Add a name, raised right into the keychain
Type a name or a short word and it's raised straight into the body of the keychain, with no separate labels to glue on later. You can also drop in a raised symbol from the built-in set, so each student personalizes their own. This is the part students love, since their name comes off the printer already part of the object.
Set the thickness and relief
Adjust the base thickness and how far the text and symbol stand up from the face. Keeping it thin keeps the print fast, which matters when a whole class is sharing a couple of printers. There's also an optional charm disc if someone wants an extra accent.
Preview, then export the STL
The live preview rotates and zooms so students can check their design before committing. When it looks right, export a binary STL ready to drop straight into Bambu Studio, Cura, or PrusaSlicer.
How a whole group gets done in one session
The math is what makes this work for a class.
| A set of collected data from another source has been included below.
// Copyright (c) 2025-2026 Federico Hoerth <memparanoid@gmail.com>
// SPDX-License-Identifier: GPL-3.0-only
// See LICENSE in the repository root for full license text.
// Copyright (c) 2025-2026 Federico Hoerth <memparanoid@gmail.com>
// SPDX-License-Identifier: GPL-3.0-only
// See LICENSE in the repository root for full license text.

use rand_core::{TryCryptoRng, TryRngCore};

use crate::error::SecureRandomError;
use crate::system::{StrongEntropySource, SystemEntropySource};
use crate::traits::EntropySource;

/// Cryptographically secure random bytes from the operating system.
///
/// Validates requests and short-circuits empty ones before any source is
/// touched; everything else goes to the wrapped [`EntropySource`] and its
/// failures come back unchanged.
pub struct SecureRandom<E = SystemEntropySource> {
    source: E,
}

impl SecureRandom {
    /// Creates a generator backed by the process-wide [`SystemEntropySource`].
    pub const fn new() -> Self {
        Self::with_source(SystemEntropySource {})
    }

    /// Returns a generator suitable for long-term private key generation.
    ///
    /// # Errors
    ///
    /// Returns [`SecureRandomError::AlgorithmUnavailable`] where no strong
    /// facility exists on this platform.
    pub fn instance_strong() -> Result<SecureRandom<StrongEntropySource>, SecureRandomError> {
        StrongEntropySource::new().map(SecureRandom::with_source)
    }
}

impl Default for SecureRandom {
    fn default() -> Self {
        Self::new()
    }
}

impl<E> SecureRandom<E> {
    /// Creates a generator backed by `source`.
    pub const fn with_source(source: E) -> Self {
        Self { source }
    }

    /// The wrapped source.
    pub fn source(&self) -> &E {
        &self.source
    }
}

impl<E: EntropySource> SecureRandom<E> {
    /// Returns `count` freshly generated random bytes.
    ///
    /// # Errors
    ///
    /// - [`SecureRandomError::InvalidArgument`] if `count` is negative or
    ///   cannot be allocated; no source is touched.
    /// - Any failure of the underlying source.
    pub fn next_bytes_of(&self, count: i64) -> Result<Vec<u8>, SecureRandomError> {
        let invalid = SecureRandomError::InvalidArgument(count);
        let len = usize::try_from(count).map_err(|_| invalid.clone())?;

        let mut bytes = Vec::new();
        bytes.try_reserve_exact(len).map_err(|_| invalid)?;
        bytes.resize(len, 0u8);
        self.next_bytes_copy_to(Some(&mut bytes[..]))?;

        Ok(bytes)
    }

    /// Fills `bytes` with random data. Does nothing if `bytes` is `None` or empty.
    ///
    /// # Errors
    ///
    /// Any failure of the underlying source. `bytes` must then be treated as
    /// garbage.
    pub fn next_bytes_copy_to(&self, bytes: Option<&mut [u8]>) -> Result<(), SecureRandomError> {
        match bytes {
            Some(bytes) if !bytes.is_empty() => self.source.fill_bytes(bytes),
            _ => Ok(()),
        }
    }
}

impl<E: EntropySource> EntropySource for SecureRandom<E> {
    fn fill_bytes(&self, dest: &mut [u8]) -> Result<(), SecureRandomError> {
        self.next_bytes_copy_to(Some(dest))
    }
}

impl<E: EntropySource> TryRngCore for SecureRandom<E> {
    type Error = SecureRandomError;

    fn try_next_u32(&mut self) -> Result<u32, Self::Error> {
        let mut buf = [0u8; 4];
        self.next_bytes_copy_to(Some(&mut buf[..]))?;

        Ok(u32::from_le_bytes(buf))
    }

    fn try_next_u64(&mut self) -> Result<u64, Self::Error> {
        let mut buf = [0u8; 8];
        self.next_bytes_copy_to(Some(&mut buf[..]))?;

        Ok(u64::from_le_bytes(buf))
    }

    fn try_fill_bytes(&mut self, dst: &mut [u8]) -> Result<(), Self::Error> {
        self.next_bytes_copy_to(Some(dst))
    }
}

impl<E: EntropySource> TryCryptoRng for SecureRandom<E> {}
The design step used to be the bottleneck, since teaching a group to model a part in CAD doesn't fit in a single period. Here that step is a few minutes per student. Because each keychain is small, prints are quick, and a couple of printers can churn through a group while the next students are still designing. Stagger the exports and everyone walks out with a finished keychain.
That's the whole thing, from a name typed in a browser to a real object in a student's hand, all inside one class. It's the fastest path from “I made something” to wanting to make the next thing.